There seems to be a feeding frenzy with regard to Andersen as the business press zeroes in on the shredding of paper, the criminal indictment, high consulting fees, civil suits, and Andersen's break-up. Members of Congress are joining in and latching on to the need for regulatory reform. They are urging the prohibition of certain consulting services and a new oversight system for auditors of public companies. The AICPA leadership has been extremely active in providing input on the advisability of these proposed changes.

Beyond that, in a press briefing with the editors of Practical Accountant, Electronic Accountant, Accounting Today, and Accounting Technology, Barry Melancon, AICPA president and CEO, and James G. Castellano, AICPA chairperson, both indicated a concern for the "cascading effect." Basically, the regulatory reform of auditors of public companies could impact local and regional accounting firms who are not involved in the audit of public companies.

Castellano sees no problem with the various services provided by accountants to private companies. He gives the example of a bank's reliance on financial statements prepared by accountants as sees this service as totally different from those performed by an auditor of a public company, which acts as a "guardian of the public interest."

However, in a worst case scenario of the cascading effect, Castellano envisions states having different standards with regard to independence. So, an accounting firm with clients in different states or those operating in more than one state could be subject to varying standards.

He admits that the cascading effect is a real possibility as some states (e.g., New York) have already held hearings on regulatory changes. The AICPA, through its Washington, DC office, is assisting state societies in their efforts for the accounting profession to be heard at the state level. Castellano is uniquely qualified to comment on the possible ramifications, because in addition to being AICPA chairman, he is the managing partner of a regional accounting firm in St. Louis.

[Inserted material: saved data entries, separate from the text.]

//! Equations with closed-form solutions for integration tests

use fredholm_rs::equation::IntegralEquation;

/// K(s,t) = k, f(s) = 1 on [0, 1]
///
/// u is constant: u = 1 + k·u, so u = 1 / (1 − k).
pub struct ConstantKernel {
    pub k: f64,
}

impl ConstantKernel {
    pub fn new(k: f64) -> Self {
        Self { k }
    }
}

impl IntegralEquation for ConstantKernel {
    fn kernel(&self, _s: f64, _t: f64) -> f64 {
        self.k
    }

    fn source(&self, _s: f64) -> f64 {
        1.0
    }

    fn exact_solution(&self, _s: f64) -> Option<f64> {
        Some(1.0 / (1.0 - self.k))
    }

    fn name(&self) -> &str {
        "ConstantKernel"
    }
}

/// K(s,t) = e^{s−t}/2, f(s) = e^s/2 on [0, 1]
///
/// u(s) = c·e^s with c = 1/2 + c/2, so u(s) = e^s.
pub struct ExponentialKernel;

impl IntegralEquation for ExponentialKernel {
    fn kernel(&self, s: f64, t: f64) -> f64 {
        0.5 * (s - t).exp()
    }

    fn source(&self, s: f64) -> f64 {
        0.5 * s.exp()
    }

    fn exact_solution(&self, s: f64) -> Option<f64> {
        Some(s.exp())
    }

    fn name(&self) -> &str {
        "ExponentialKernel"
    }
}
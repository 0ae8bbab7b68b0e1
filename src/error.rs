//! Error taxonomy
//!
//! Two classes of failure can stop a computation:
//!
//! - **Configuration**: the problem cannot be discretised as requested
//!   (resolution, fictitious offset, interval, unsupported rule).
//! - **Numerical instability**: a division by a (near) zero quantity was
//!   about to happen, either a pivot of the elimination or the denominator of
//!   a derived stencil weight.
//!
//! Neither is transient. The pipeline is deterministic, so retrying with the
//! same inputs fails the same way.
//!
//! Out-of-range grid or vector indices are invariant violations and panic
//! through the `Index` implementations of [`ShiftedVector`](crate::approximation::ShiftedVector)
//! and [`ShiftedMatrix`](crate::approximation::ShiftedMatrix).

/// Errors raised by the approximation pipeline
#[derive(Debug, Clone, PartialEq, thiserror::Error)]
pub enum FredholmError {
    /// Invalid or unsupported configuration, detected before any heavy work
    #[error("Configuration error: {0}")]
    Configuration(String),

    /// Division by a near-zero quantity
    ///
    /// `stage` names the computation (e.g. "Gaussian elimination pivot"),
    /// `index` is the basis index (domain convention) where it happened.
    #[error("Numerical instability in {stage} at index {index}: value {value:e}")]
    NumericalInstability {
        stage: &'static str,
        index: i64,
        value: f64,
    },
}

impl FredholmError {
    /// Shorthand for a configuration error
    pub fn configuration(message: impl Into<String>) -> Self {
        FredholmError::Configuration(message.into())
    }

    /// Shorthand for an instability error
    pub fn instability(stage: &'static str, index: i64, value: f64) -> Self {
        FredholmError::NumericalInstability { stage, index, value }
    }

    /// True for configuration errors
    pub fn is_configuration(&self) -> bool {
        matches!(self, FredholmError::Configuration(_))
    }

    /// True for numerical instability errors
    pub fn is_instability(&self) -> bool {
        matches!(self, FredholmError::NumericalInstability { .. })
    }
}

/// Result alias used throughout the crate
pub type Result<T> = std::result::Result<T, FredholmError>;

I believe that it is the utmost importance that in the current public debate, more attention must be given to distinguishing the difference between the services and constituencies of auditors for a public company and those rendered by the accountant for a private company. Although the current feeding frenzy makes that much more difficult, it also increases the necessity. There has always been a marked difference anyway between the Big Five and the rest of the public accounting world. And yes, we might soon end up with a Big Four that is forced to change how they operate. It would be unfortunate if the world of local and regional accounting firms was adversely affected by this so-called cascading effect.